In JavaScript, I use this function:

function bin2hex(s){
var i,f =s.length, a =[];
for(i =0;i<f;i++){
a[i] = s.charCodeAt(i).toString(16);
}
 return a.join('');
}

The output is

6cac

And this is the C++ code:

std::string bin2hex(const std::string& s)
{
  const static char bin2hex_lookup[] = "0123456789abcdef";
  unsigned int t=0,i=0,leng=s.length();
  std::stringstream r;
  for(i=0; i<leng; i++)
  {
    r << bin2hex_lookup[ s[i] >> 4 ];
    r << bin2hex_lookup[ s[i] & 0x0f ];
  }
  return r.str();
}

Calling the function with

cout << bin2hex("l¬") << endl;

prints

6c c

What is the problem with the JavaScript and the C++ version? Why do they yield different results?

cadaniluk
  • 15,027
  • 2
  • 39
  • 67
  • 1
    In the C++ version the surprising result is because `s[i] >> 4` doesn't do what you expect when `s[i]` is greater than 127. You should have used `(unsigned char)(s[i]) >> 4`. The rest of the difference seems to be whether that second character is 8 bits wide or 16. I don't know how you created that character, so I can't say which of PHP or JavaScript is wrong. – JSF Oct 19 '15 at 12:54
  • @JSF that second character is 8 bits wide or 16. I don't know how you created that character i read wav file – Максим Зубков Oct 19 '15 at 13:09
  • @JSF now c++ give me 6cac its like javascript after use your code – Максим Зубков Oct 19 '15 at 13:11

2 Answers2

1

The hex value will depend on the encoding of said string. PHP is assuming it's UTF-8. ES defines strings as UTF-16:

primitive value that is a finite ordered sequence of zero or more 16-bit unsigned integer

NOTE A String value is a member of the String type. Each integer value in the sequence usually represents a single 16-bit unit of UTF-16 text. However, ECMAScript does not place any restrictions or requirements on the values except that they must be 16-bit unsigned integers.

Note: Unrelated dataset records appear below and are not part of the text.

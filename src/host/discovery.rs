use serde::Serialize;
use std::path::{Path, PathBuf};
use tracing::{debug, warn};
use walkdir::WalkDir;

pub const SOURCE_EXTENSION: &str = "cs";
pub const REFERENCE_EXTENSION: &str = "dll";

/// Discovery location categories in reference-resolution order.
#[derive(Debug, Clone, Copy, PartialEq, Eq, Serialize)]
#[serde(rename_all = "lowercase")]
pub enum RootCategory {
    Core,
    Plugins,
    Mods,
    Managed,
}

impl RootCategory {
    pub const REFERENCE_ORDER: [RootCategory; 4] = [
        RootCategory::Core,
        RootCategory::Plugins,
        RootCategory::Mods,
        RootCategory::Managed,
    ];
    pub const SOURCE_ORDER: [RootCategory; 2] = [RootCategory::Plugins, RootCategory::Mods];
}

#[derive(Debug, Clone, PartialEq, Eq)]
pub struct DiscoveryRoots {
    pub core: PathBuf,
    pub plugins: PathBuf,
    pub mods: PathBuf,
    pub managed: PathBuf,
}

impl DiscoveryRoots {
    pub fn get(&self, category: RootCategory) -> &Path {
        match category {
            RootCategory::Core => &self.core,
            RootCategory::Plugins => &self.plugins,
            RootCategory::Mods => &self.mods,
            RootCategory::Managed => &self.managed,
        }
    }
}

#[derive(Debug, Clone, Default, PartialEq, Eq)]
pub struct Discovered {
    pub sources: Vec<PathBuf>,
    pub references: Vec<PathBuf>,
}

pub fn discover(roots: &DiscoveryRoots) -> Discovered {
    let mut found = Discovered::default();
    for category in RootCategory::SOURCE_ORDER {
        found
            .sources
            .extend(scan(roots.get(category), SOURCE_EXTENSION));
    }
    for category in RootCategory::REFERENCE_ORDER {
        found
            .references
            .extend(scan(roots.get(category), REFERENCE_EXTENSION));
    }
    debug!(
        sources = found.sources.len(),
        references = found.references.len(),
        "discovery finished"
    );
    found
}

/// Files under `root` with `extension` (case-insensitive), sorted. A missing
/// root yields nothing.
pub fn scan(root: &Path, extension: &str) -> Vec<PathBuf> {
    if !root.is_dir() {
        debug!(root = %root.display(), "discovery root missing");
        return Vec::new();
    }
    let mut files: Vec<PathBuf> = WalkDir::new(root)
        .into_iter()
        .filter_map(|entry| match entry {
            Ok(entry) => Some(entry),
            Err(err) => {
                warn!(root = %root.display(), error = %err, "skipping unreadable entry");
                None
            }
        })
        .filter(|entry| entry.file_type().is_file())
        .filter(|entry| {
            entry
                .path()
                .extension()
                .and_then(|ext| ext.to_str())
                .is_some_and(|ext| ext.eq_ignore_ascii_case(extension))
        })
        .map(|entry| entry.into_path())
        .collect();
    files.sort();
    files
}
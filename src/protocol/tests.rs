use super::*;
use std::cell::RefCell;
use std::io::{self, Cursor, Write};
use std::rc::Rc;

fn encoded(build: impl FnOnce(&mut FrameWriter<Vec<u8>>)) -> Vec<u8> {
    let mut writer = FrameWriter::new(Vec::new());
    build(&mut writer);
    writer.finish().expect("flush to vec")
}

fn reader(bytes: Vec<u8>) -> FrameReader<Cursor<Vec<u8>>> {
    FrameReader::new(Cursor::new(bytes))
}

#[test]
fn i32_is_little_endian() {
    let bytes = encoded(|w| w.put_i32(0x0102_0304));
    assert_eq!(bytes, vec![0x04, 0x03, 0x02, 0x01]);
}

#[test]
fn integers_round_trip_including_extremes() {
    for value in [0, 1, -1, i32::MIN, i32::MAX, 42] {
        let bytes = encoded(|w| w.put_i32(value));
        assert_eq!(reader(bytes).read_i32("value").unwrap(), value);
    }
}

#[test]
fn bool_writes_canonical_byte_and_reads_any_nonzero_as_true() {
    assert_eq!(encoded(|w| w.put_bool(true)), vec![1]);
    assert_eq!(encoded(|w| w.put_bool(false)), vec![0]);
    assert!(reader(vec![0x7f]).read_bool("flag").unwrap());
    assert!(!reader(vec![0]).read_bool("flag").unwrap());
}

#[test]
fn strings_round_trip_including_empty_and_multibyte() {
    for value in ["", "UNITY_2019_4", "/tmp/mods/Ünïcode Mod/Main.cs", "日本語"] {
        let bytes = encoded(|w| w.put_string("text", value).unwrap());
        assert_eq!(bytes.len(), 4 + value.len());
        assert_eq!(reader(bytes).read_string("text").unwrap(), value);
    }
}

#[test]
fn empty_blob_round_trips() {
    let bytes = encoded(|w| w.put_bytes("blob", &[]).unwrap());
    assert_eq!(bytes, vec![0, 0, 0, 0]);
    assert!(reader(bytes).read_bytes("blob").unwrap().is_empty());
}

/// Records every `write` call separately.
#[derive(Clone, Default)]
struct WriteLog(Rc<RefCell<Vec<Vec<u8>>>>);

impl Write for WriteLog {
    fn write(&mut self, buf: &[u8]) -> io::Result<usize> {
        self.0.borrow_mut().push(buf.to_vec());
        Ok(buf.len())
    }

    fn flush(&mut self) -> io::Result<()> {
        Ok(())
    }
}

#[test]
fn frame_reaches_the_stream_in_one_write() {
    let log = WriteLog::default();
    let mut writer = FrameWriter::new(log.clone());
    writer.put_i32(7);
    writer.put_string("text", "abc").unwrap();
    assert!(log.0.borrow().is_empty());

    writer.flush_frame().unwrap();
    let writes = log.0.borrow();
    assert_eq!(writes.len(), 1);
    assert_eq!(writes[0].len(), 11);
}

#[test]
fn short_string_payload_is_truncation() {
    let mut bytes = 10i32.to_le_bytes().to_vec();
    bytes.extend_from_slice(b"abc");
    match reader(bytes).read_string("symbol name") {
        Err(ProtocolError::Truncated {
            what,
            expected,
            got,
        }) => {
            assert_eq!(what, "symbol name");
            assert_eq!(expected, 10);
            assert_eq!(got, 3);
        }
        other => panic!("expected truncation, got {other:?}"),
    }
}

#[test]
fn negative_length_is_rejected() {
    let bytes = (-5i32).to_le_bytes().to_vec();
    assert!(matches!(
        reader(bytes).read_bytes("blob"),
        Err(ProtocolError::NegativeLength { len: -5, .. })
    ));
}

#[test]
fn oversized_length_is_rejected_without_reading() {
    let bytes = i32::MAX.to_le_bytes().to_vec();
    assert!(matches!(
        reader(bytes).read_bytes("blob"),
        Err(ProtocolError::LengthTooLarge { .. })
    ));
}

#[test]
fn invalid_utf8_is_rejected() {
    let mut bytes = 2i32.to_le_bytes().to_vec();
    bytes.extend_from_slice(&[0xff, 0xfe]);
    assert!(matches!(
        reader(bytes).read_string("source path"),
        Err(ProtocolError::InvalidUtf8 { .. })
    ));
}

#[test]
fn action_code_distinguishes_clean_end_from_partial_code() {
    assert!(reader(Vec::new()).read_action_code().unwrap().is_none());
    assert!(matches!(
        reader(vec![1, 0]).read_action_code(),
        Err(ProtocolError::Truncated { got: 2, .. })
    ));
    assert_eq!(
        reader(4i32.to_le_bytes().to_vec())
            .read_action_code()
            .unwrap(),
        Some(4)
    );
}

#[test]
fn action_codes_are_unique_and_reversible() {
    for action in Action::ALL {
        assert_eq!(Action::from_code(action.code()), Some(action));
    }
    assert_eq!(Action::from_code(6), None);
    assert_eq!(Action::from_code(-1), None);
}

#[test]
fn text_frame_layout_is_code_then_string() {
    let bytes = encoded(|w| {
        ActionFrame::AddReference("a.dll".to_string())
            .write_to(w)
            .unwrap()
    });
    let mut expected = Action::AddReference.code().to_le_bytes().to_vec();
    expected.extend_from_slice(&5i32.to_le_bytes());
    expected.extend_from_slice(b"a.dll");
    assert_eq!(bytes, expected);
}

#[test]
fn empty_frames_are_only_the_code() {
    for frame in [
        ActionFrame::EnableCompatibilityShim,
        ActionFrame::Compile,
        ActionFrame::Finish,
    ] {
        let bytes = encoded(|w| frame.write_to(w).unwrap());
        assert_eq!(bytes, frame.action().code().to_le_bytes().to_vec());
    }
}

#[test]
fn frames_decode_back_from_the_wire() {
    let frames = vec![
        ActionFrame::AddPreprocessorSymbol("DEBUG".to_string()),
        ActionFrame::AddSourceFile("/mods/a.cs".to_string()),
        ActionFrame::EnableCompatibilityShim,
        ActionFrame::Compile,
    ];
    let bytes = encoded(|w| {
        for frame in &frames {
            frame.write_to(w).unwrap();
        }
    });
    let mut r = reader(bytes);
    let mut decoded = Vec::new();
    while let Some(code) = r.read_action_code().unwrap() {
        let action = Action::from_code(code).unwrap();
        decoded.push(ActionFrame::read_payload(action, &mut r).unwrap());
    }
    assert_eq!(decoded, frames);
}

#[test]
fn success_outcome_layout() {
    let outcome = CompileOutcome::Success {
        payload: vec![9, 8, 7],
    };
    let bytes = encoded(|w| outcome.write_to(w).unwrap());
    assert_eq!(bytes, vec![1, 3, 0, 0, 0, 9, 8, 7]);
    assert_eq!(CompileOutcome::read_from(&mut reader(bytes)).unwrap(), outcome);
}

#[test]
fn failure_outcome_keeps_diagnostic_order() {
    let outcome = CompileOutcome::Failure {
        diagnostics: vec!["first".to_string(), String::new(), "third".to_string()],
    };
    let bytes = encoded(|w| outcome.write_to(w).unwrap());
    assert_eq!(bytes[0], 0);
    assert_eq!(&bytes[1..5], &3i32.to_le_bytes());
    assert_eq!(CompileOutcome::read_from(&mut reader(bytes)).unwrap(), outcome);
}

#[test]
fn truncated_outcome_is_an_error() {
    let outcome = CompileOutcome::Success {
        payload: vec![1, 2, 3, 4],
    };
    let mut bytes = encoded(|w| outcome.write_to(w).unwrap());
    bytes.truncate(bytes.len() - 1);
    assert!(matches!(
        CompileOutcome::read_from(&mut reader(bytes)),
        Err(ProtocolError::Truncated { .. })
    ));
}

#[test]
fn plan_frames_serialize_with_action_tag() {
    let json = serde_json::to_string(&ActionFrame::AddSourceFile("/m/a.cs".to_string())).unwrap();
    assert_eq!(json, r#"{"action":"add_source_file","value":"/m/a.cs"}"#);
    let json = serde_json::to_string(&ActionFrame::Compile).unwrap();
    assert_eq!(json, r#"{"action":"compile"}"#);
}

So it can work with UTF-16 (UCS-2 is also 16 bit but doesn't allow the use of surrogates to access the other planes).

Anyway, UTF-16 Hex representation for ¬ is 00AC. Which is why you get AC. I don't know about C++, but my guess would be that each character is also treated as UTF-16 (or UCS2).

Community
  • 1
  • 1
MinusFour
  • 13,913
  • 3
  • 30
  • 39
  • so what the solution in javaScript ? now ¬ must be c2ac not ac – Максим Зубков Oct 19 '15 at 13:44
  • If C++ and JS are getting you UTF-16, wouldn't it be better if PHP treated it as UTF-16 instead of UTF-8? – MinusFour Oct 19 '15 at 13:50
  • I have project in php for audio waveform and its work good if i use UTF-16 maby give me bad waveform i just begin use node.js and i want to write it on node.js or on c++ and run it from node.js – Максим Зубков Oct 19 '15 at 13:54
  • Well then, you'll need to find some sort of conversion algorithm that takes UTF-16 into UTF8. – MinusFour Oct 19 '15 at 14:01
  • LOL i found this function ^__^ function toHex(str,hex){ try{ hex = unescape(encodeURIComponent(str)) .split('').map(function(v){ return v.charCodeAt(0).toString(16) }).join('') } catch(e){ hex = str console.log('invalid text input: ' + str) } return hex } on this question http://stackoverflow.com/questions/21647928/javascript-unicode-string-to-hex – Максим Зубков Oct 19 '15 at 14:15
1

this is a converter FROM hexadecimal to integer I wrote, to convert a hexadecimal string to an integer, you really just have to do the opposite, more or less. I can write a converter from integer to hex string, if you want:)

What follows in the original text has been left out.